As Catholics who are faithful citizens in America we have to answer these questions within a larger frame of reference. As Catholics, we have to always remember that there is more to the life of any nation than the demands of the moment in politics, economics and culture. We have to consider all of those demands and the debates about them in light of God’s plan for the nations.

This is a big challenge for us in this culture. Our culture pushes us to “privatize” our faith, to separate our faith from our life in society. We always have to resist that temptation. We are called to live our faith in our businesses, homes and communities, and in our participation in public life. That means we have to bring a Catholic faith perspective to this debate about immigration. We cannot just think about this issue as Democrats or Republicans or as liberals or conservatives.

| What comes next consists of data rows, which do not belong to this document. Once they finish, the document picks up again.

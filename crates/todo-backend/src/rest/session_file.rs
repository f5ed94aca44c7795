//! Session file I/O.
//!
//! Reads and writes the persisted session (`~/.todo/session.json` by default)
//! with owner-only permissions (0o600).

use std::path::Path;

use serde::{Deserialize, Serialize};
use todo_auth::Session;
use todo_core::BackendError;

/// Current file format version.
const VERSION: u32 = 1;

#[derive(Debug, Serialize, Deserialize)]
struct StoredSession {
    version: u32,
    saved_at: String,
    session: Session,
}

/// Load the persisted session.
///
/// Returns `None` if the file doesn't exist, is unreadable, or has an
/// unsupported version.
pub fn load_session(path: &Path) -> Option<Session> {
    let data = match std::fs::read_to_string(path) {
        Ok(d) => d,
        Err(e) if e.kind() == std::io::ErrorKind::NotFound => return None,
        Err(e) => {
            tracing::warn!("failed to read session file: {e}");
            return None;
        }
    };

    match serde_json::from_str::<StoredSession>(&data) {
        Ok(stored) if stored.version == VERSION => Some(stored.session),
        Ok(stored) => {
            tracing::warn!("unsupported session file version: {}", stored.version);
            None
        }
        Err(e) => {
            tracing::warn!("failed to parse session file: {e}");
            None
        }
    }
}

/// Persist `session`, creating parent directories as needed.
pub fn save_session(path: &Path, session: &Session) -> Result<(), BackendError> {
    let io_err = |e: std::io::Error| BackendError::new(format!("failed to write session file: {e}"));

    if let Some(parent) = path.parent() {
        std::fs::create_dir_all(parent).map_err(io_err)?;
    }

    let stored = StoredSession {
        version: VERSION,
        saved_at: chrono::Utc::now().to_rfc3339(),
        session: session.clone(),
    };
    let json = serde_json::to_string_pretty(&stored)
        .map_err(|e| BackendError::new(format!("failed to encode session: {e}")))?;
    std::fs::write(path, json).map_err(io_err)?;

    #[cfg(unix)]
    {
        use std::os::unix::fs::PermissionsExt;
        let perms = std::fs::Permissions::from_mode(0o600);
        let _ = std::fs::set_permissions(path, perms);
    }

    Ok(())
}

/// Remove the persisted session. A missing file is fine.
pub fn clear_session(path: &Path) {
    match std::fs::remove_file(path) {
        Ok(()) => {}
        Err(e) if e.kind() == std::io::ErrorKind::NotFound => {}
        Err(e) => tracing::warn!("failed to remove session file: {e}"),
    }
}

// ─────────────────────────────────────────────────────────────────────────────
// Tests
// ─────────────────────────────────────────────────────────────────────────────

I think we all know the teachings of our Church on immigration. What we need to understand better is how to see immigration in light of America’s history and purposes, as seen through the perspective of our Catholic faith. When we understand immigration from this perspective we can see that immigration is not a problem for America. It’s an opportunity. Immigration is a key to our American renewal.

One of the problems we have today is that we have lost the sense of America’s national “story”. If our people know our history at all, what they know is incomplete. And when we don’t know the whole story, we end up with the wrong assumptions about American identity and culture.

The American story that most of us know is set in New England. It is the story of the pilgrims and the Mayflower, the first Thanksgiving, and John Winthrop’s sermon about a “city upon a hill”.

It is the story of great men like Washington, Jefferson and Madison. It’s the story of great documents like the Declaration of Independence and the Bill of Rights. It is a beautiful story. It is also true. Every American should know these characters and the ideals and principles they fought for. From this story we learn that our American identity and culture are rooted in essentially Christian beliefs about the dignity of the human person.

But the story of the founding fathers and the truths they held to be self-evident is not the whole story about America. The rest of the story starts more than a century before the pilgrims. It starts in the 1520s in Florida and in the 1540s here in California.

It is the story not of colonial settlement and political and economic opportunity. It is the story of exploration and evangelization. This story is not Anglo-Protestant but Hispanic-Catholic. It is centered, not in New England but in Nueva España — New Spain — at opposite corners of the continent.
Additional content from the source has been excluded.